Research: Canonical Baseline and Repository Boundary
Mission: 081-canonical-baseline-and-repository-boundary Date: 2026-04-10
R1: Current Identity Field Consumer Map
Decision
The identity fields stored in .kittify/config.yaml under project: are consumed by 6 major subsystems.
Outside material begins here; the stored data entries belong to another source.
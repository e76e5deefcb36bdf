//! The reset/step environment state machine.
//!
//! [`CaEnv`] owns the current grid, context, and random generator of one
//! episode. Each [`step()`](CaEnv::step) validates the action, runs the
//! scenario's coordinator on scratch copies of the state, and commits the
//! result only if every stage succeeded.
//!
//! # Post-termination steps
//!
//! Once an episode is done, further `step()` calls do not touch the state.
//! They return the last observation with reward `0.0` and `done = true`,
//! count themselves in [`steps_beyond_done`](CaEnv::steps_beyond_done),
//! and log a warning on the first such call. Call [`reset()`](CaEnv::reset)
//! to start over.

use std::collections::BTreeMap;
use std::fmt;

use kindle_core::{CellState, Grid, Observation, OperatorError, StepError};
use kindle_space::{GridSpace, ObservationSpace, Space};
use rand::SeedableRng;
use rand_chacha::ChaCha8Rng;
use tracing::{debug, warn};

use crate::scenario::{Info, Scenario};

// Compile-time assertion: CaEnv is Send for every shipped scenario.
const _: () = {
    #[allow(dead_code)]
    fn assert_send<T: Send>() {}
    #[allow(dead_code)]
    fn check() {
        assert_send::<CaEnv<crate::ForestFire>>();
        assert_send::<CaEnv<crate::MockScenario>>();
    }
};

/// Result of a [`CaEnv::step()`] call.
#[derive(Clone, Debug, PartialEq)]
pub struct StepResult<C> {
    /// Grid and context after the step.
    pub observation: Observation<C>,
    /// Reward for the step; `0.0` after termination.
    pub reward: f64,
    /// Whether the episode has ended.
    pub done: bool,
    /// Scenario diagnostics for the new state.
    pub info: Info,
}

/// A cellular-automaton environment driven by a [`Scenario`].
pub struct CaEnv<S: Scenario> {
    scenario: S,
    rng: ChaCha8Rng,
    seed: u64,
    grid: Grid,
    context: S::Context,
    done: bool,
    steps_beyond_done: u64,
}

impl<S: Scenario> CaEnv<S> {
    /// Create an environment, seed it, and reset it.
    ///
    /// With `seed = None` a random seed is drawn; read it back with
    /// [`seed_value()`](CaEnv::seed_value).
    pub fn new(scenario: S, seed: Option<u64>) -> Self {
        let seed = resolve_seed(seed);
        let mut rng = ChaCha8Rng::seed_from_u64(seed);
        let (grid, context) = scenario.initial_state(&mut rng);
        debug!(scenario = scenario.name(), seed, "environment created");
        Self {
            scenario,
            rng,
            seed,
            grid,
            context,
            done: false,
            steps_beyond_done: 0,
        }
    }

    /// Start a new episode from a freshly sampled initial state.
    #[tracing::instrument(skip_all, name = "env.reset")]
    pub fn reset(&mut self) -> Observation<S::Context> {
        let (grid, context) = self.scenario.initial_state(&mut self.rng);
        self.grid = grid;
        self.context = context;
        self.done = false;
        self.steps_beyond_done = 0;
        debug!(scenario = self.scenario.name(), "reset");
        self.observation()
    }

    /// Advance one step.
    ///
    /// # Errors
    ///
    /// [`StepError::InvalidAction`] if `action` is outside the action
    /// space, or [`StepError::OperatorFailed`] if the coordinator rejects
    /// the state or fails. Either way the stored state is unchanged.
    #[tracing::instrument(skip_all, name = "env.step")]
    pub fn step(&mut self, action: S::Action) -> Result<StepResult<S::Context>, StepError> {
        if self.done {
            if self.steps_beyond_done == 0 {
                warn!(
                    scenario = self.scenario.name(),
                    "step() called after the episode ended; call reset() first"
                );
            }
            self.steps_beyond_done = self.steps_beyond_done.saturating_add(1);
            return Ok(StepResult {
                observation: self.observation(),
                reward: 0.0,
                done: true,
                info: self.info(),
            });
        }

        if !self.scenario.action_space().contains(&action) {
            return Err(StepError::InvalidAction {
                action: format!("{action:?}"),
            });
        }

        let coordinator = self.scenario.coordinator();
        let (grid, context) = coordinator
            .spaces()
            .validate(&self.grid, &action, &self.context)
            .and_then(|()| {
                coordinator.apply(
                    self.grid.clone(),
                    &action,
                    self.context.clone(),
                    &mut self.rng,
                )
            })
            .map_err(|reason| StepError::OperatorFailed {
                name: coordinator.name().to_string(),
                reason,
            })?;

        self.grid = grid;
        self.context = context;
        self.done = self.scenario.is_done(&self.grid, &self.context);
        Ok(StepResult {
            observation: self.observation(),
            reward: self.scenario.award(&self.grid, &self.context),
            done: self.done,
            info: self.info(),
        })
    }

    /// Reseed the generator and return the seed in use.
    ///
    /// With `None` a random seed is drawn. The current state is kept; the
    /// new seed takes effect from the next `reset()` or `step()`.
    pub fn seed(&mut self, seed: Option<u64>) -> u64 {
        self.seed = resolve_seed(seed);
        self.rng = ChaCha8Rng::seed_from_u64(self.seed);
        debug!(scenario = self.scenario.name(), seed = self.seed, "reseeded");
        self.seed
    }

    /// Replace the current state.
    ///
    /// The pair must belong to the observation space. The episode is marked
    /// done if the new state is terminal, and the post-termination counter
    /// is cleared.
    pub fn set_state(&mut self, grid: Grid, context: S::Context) -> Result<(), OperatorError> {
        let space = self.scenario.observation_space();
        if !space.grid_space().contains(&grid) {
            return Err(OperatorError::InvalidGrid {
                reason: format!(
                    "grid of shape {:?} is not a member of {}",
                    grid.shape().as_slice(),
                    space.grid_space()
                ),
            });
        }
        if !space.context_space().contains(&context) {
            return Err(OperatorError::InvalidContext {
                reason: format!("{context:?} is outside the context space"),
            });
        }
        self.done = self.scenario.is_done(&grid, &context);
        self.steps_beyond_done = 0;
        self.grid = grid;
        self.context = context;
        Ok(())
    }

    /// Current grid.
    pub fn grid(&self) -> &Grid {
        &self.grid
    }

    /// Current context.
    pub fn context(&self) -> &S::Context {
        &self.context
    }

    /// Current `(grid, context)` pair.
    pub fn observation(&self) -> Observation<S::Context> {
        Observation::new(self.grid.clone(), self.context.clone())
    }

    /// Scenario diagnostics for the current state.
    pub fn info(&self) -> Info {
        self.scenario.report(&self.grid, &self.context)
    }

    /// Whether the episode has ended.
    pub fn is_done(&self) -> bool {
        self.done
    }

    /// Steps taken since the episode ended.
    pub fn steps_beyond_done(&self) -> u64 {
        self.steps_beyond_done
    }

    /// Seed of the generator (as of construction or the last `seed()`).
    pub fn seed_value(&self) -> u64 {
        self.seed
    }

    /// The driving scenario.
    pub fn scenario(&self) -> &S {
        &self.scenario
    }

    /// Space of admissible grids.
    pub fn grid_space(&self) -> &GridSpace {
        self.scenario.grid_space()
    }

    /// Space of admissible actions.
    pub fn action_space(&self) -> &dyn Space<Value = S::Action> {
        self.scenario.action_space()
    }

    /// Space of admissible observations.
    pub fn observation_space(&self) -> &ObservationSpace<S::ContextSpace> {
        self.scenario.observation_space()
    }

    /// Per-value cell counts of the current grid.
    pub fn count_cells(&self) -> BTreeMap<CellState, usize> {
        self.grid.count_cells()
    }
}

impl<S: Scenario> fmt::Debug for CaEnv<S> {
    fn fmt(&self, f: &mut fmt::Formatter<'_>) -> fmt::Result {
        f.debug_struct("CaEnv")
            .field("scenario", &self.scenario.name())
            .field("seed", &self.seed)
            .field("done", &self.done)
            .field("steps_beyond_done", &self.steps_beyond_done)
            .finish_non_exhaustive()
    }
}

fn resolve_seed(seed: Option<u64>) -> u64 {
    seed.unwrap_or_else(rand::random)
}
Any rename must address all of them in coordinated sequence.
Findings
project_uuid (to become repository_uuid):
| Role | Module | Detail |
|---|---|---|
| Writer | sync/project_identity.py:112-118 | generate_project_uuid() mints UUID4 locally |
| Writer | sync/project_identity.py:217-259 | atomic_write_config() persists to config.yaml |
| Writer | migration/backfill_identity.py:49-88 | backfill_project_uuid() for legacy repos |
| Reader | sync/project_identity.py:262-289 | load_identity() from config.yaml |
| Reader | context/resolver.py:38-53 | _read_project_uuid() for context resolution |
| Reader | sync/namespace.py:67-87 | from_context() for body upload namespace — requires non-empty value |
| Reader | sync/namespace.py:37-47 | __post_init__() validates non-empty — hard failure if absent |
| Reader | dossier/drift_detector.py:169-198 | compute_baseline_key() for drift scope |
| Reader | sync/queue.py:198-218 | SQLite schema project_uuid TEXT NOT NULL — hard constraint |
| Reader | sync/queue.py:27-32 | Coalescence keys scope dedup by project_uuid |
| Reader | core/upstream_contract.json:24 | Listed as required field for body_sync |
| Transmitter | sync/emitter.py:630-643 | Event envelope: project_uuid field |
| Transmitter | sync/namespace.py:62 | Dedupe key for body uploads |
| Transmitter | cli/commands/tracker.py:355-361 | project_identity dict for bind API |
| Transmitter | tracker/saas_service.py:228,258 | bind_confirm / bind_resolve payloads |
project_slug (to become repository_label):
| Role | Module | Detail |
|---|---|---|
| Writer | sync/project_identity.py:130-173 | derive_project_slug() from git remote or dir name |
| Reader | sync/emitter.py:639 | Event envelope field |
| Transmitter | sync/emitter.py:630-643 | Transmitted in every event |
| Transmitter | cli/commands/tracker.py:355-361 | Part of bind API payload |
repo_slug (unchanged — retains owner/repo meaning):
| Role | Module | Detail |
|---|---|---|
| Writer | sync/project_identity.py:56-73 | with_defaults() — not auto-generated, user override only |
| Reader | sync/emitter.py:52-65 | Git resolver override |
| Transmitter | sync/emitter.py:643 | Event envelope field (from git metadata) |
build_id (unchanged):
| Role | Module | Detail |
|---|---|---|
| Writer | sync/project_identity.py:121-127 | generate_build_id() mints UUID4 |
| Reader | sync/emitter.py:631 | Event envelope field |
| Transmitter | sync/emitter.py:631 | Every event envelope |
| Transmitter | sync/client.py:339-343 | WebSocket pong heartbeat |
| Transmitter | cli/commands/tracker.py:360 | Bind API payload |
Rationale
Mapping every consumer is necessary before defining migration sequencing. The event envelope, SaaS bind API, namespace construction, and queue schema are the four surfaces where field renames require careful coordination.
Alternatives Considered
- Rename only the local config and keep wire/namespace names unchanged: Rejected because it preserves the mislabeling in the most visible contract surfaces and leaves the namespace using a field (
project_uuid) that is now optional. - Rename everything atomically in one release: Rejected because SaaS consumers need a deprecation window for wire protocol fields.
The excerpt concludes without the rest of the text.